Acuciado por esta necesidad, se le fueron ocurriendo trucos para ablandar a los imputados. El primero fue realizar los juicios de madrugada. Tirando de sus conocimientos de medicina, ordenó a los abogados que fijasen los interrogatorios por la noche, momento en el que, diría, "el hombre ofrece menos resistencia: en la calma nocturna la resistencia moral se debilita". Si la moral del acusado no se había debilitado lo suficiente, el Che tenía métodos más persuasivos, como el del falso fusilamiento: se sacaba al preso al foso y allí, entre risas, el pelotón disparaba sin munición. Tras la infame ceremonia, el fusilado, preso de un ataque de ansiedad, se inculpaba de lo que fuera menester.
A pesar de las precauciones, las ejecuciones de La Cabaña terminaron por saltar a los periódicos. Tras sus muros no sólo estaban ajusticiando a oficiales con delitos de sangre probados, sino a cualquiera; de hecho, lo normal es que los condenados fuesen simples infelices, ya que los altos mandos del ejército batistiano hacía tiempo que habían abandonado la isla. Castro tomó cartas en el asunto, pero no para frenar la matanza, sino para azuzarla. En un mitin multitudinario frente al palacio presidencial, pidió a los congregados que votasen a mano alzada si querían que se continuase con los juicios populares, eufemismo con el que habían bautizado aquellas ridículas farsas presididas por Guevara. La muchedumbre levantó el brazo al unísono.
El Che, complacido por el espontáneo refrendo de la masa revolucionaria, continuó con sus labores. El derecho romano desapareció por completo en las diez hectáreas del fuerte. Suprimieron el habeas corpus y pasó a aplicarse la llamada "ley de la sierra", según la cual había que juzgar sin consideración de principios jurídicos generales. La declaración del fiscal, oficial investigador en la terminología revolucionaria, constituía una prueba irrefutable y era el paso previo a la condena definitiva, sobre la que no cabía apelación. Acto seguido, el expediente pasaba al despacho del comandante, que lo firmaba sin pestañear, básicamente porque ni siquiera los miraba.

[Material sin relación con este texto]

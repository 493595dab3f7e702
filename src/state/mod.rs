pub mod carousel;
pub mod touch;
pub mod tween;
pub mod zoom;

pub use carousel::{CarouselAction, CarouselState, Direction, LoopCarousel, ScrollCommand};
pub use touch::{GestureSource, TouchPoint, TouchState};
pub use tween::{Animator, Easing, Tween};
pub use zoom::{Effect, GestureEvent, ImageBox, Transform, ZoomEngine};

Entre los meses de enero y marzo de 1959, Ernesto Guevara de la Serna no hizo otra cosa más que firmar sentencias de muerte, unas veinte diarias, 1.892 en total. La gran mayoría de los condenados eran inocentes, y de entre los culpables ninguno cometió un delito tan grave que justificase una pena semejante.
Una vez dio por concluido su trabajo en La Cabaña, la revolución premió a Guevara con la presidencia del Banco Nacional de Cuba. Allí perpetró otra atrocidad, aunque esta vez de índole económica. Hoy Cuba sigue siendo un país comunista, y por esa razón el escenario del crimen, el fuerte de San Carlos de La Cabaña, es un museo dedicado al Che.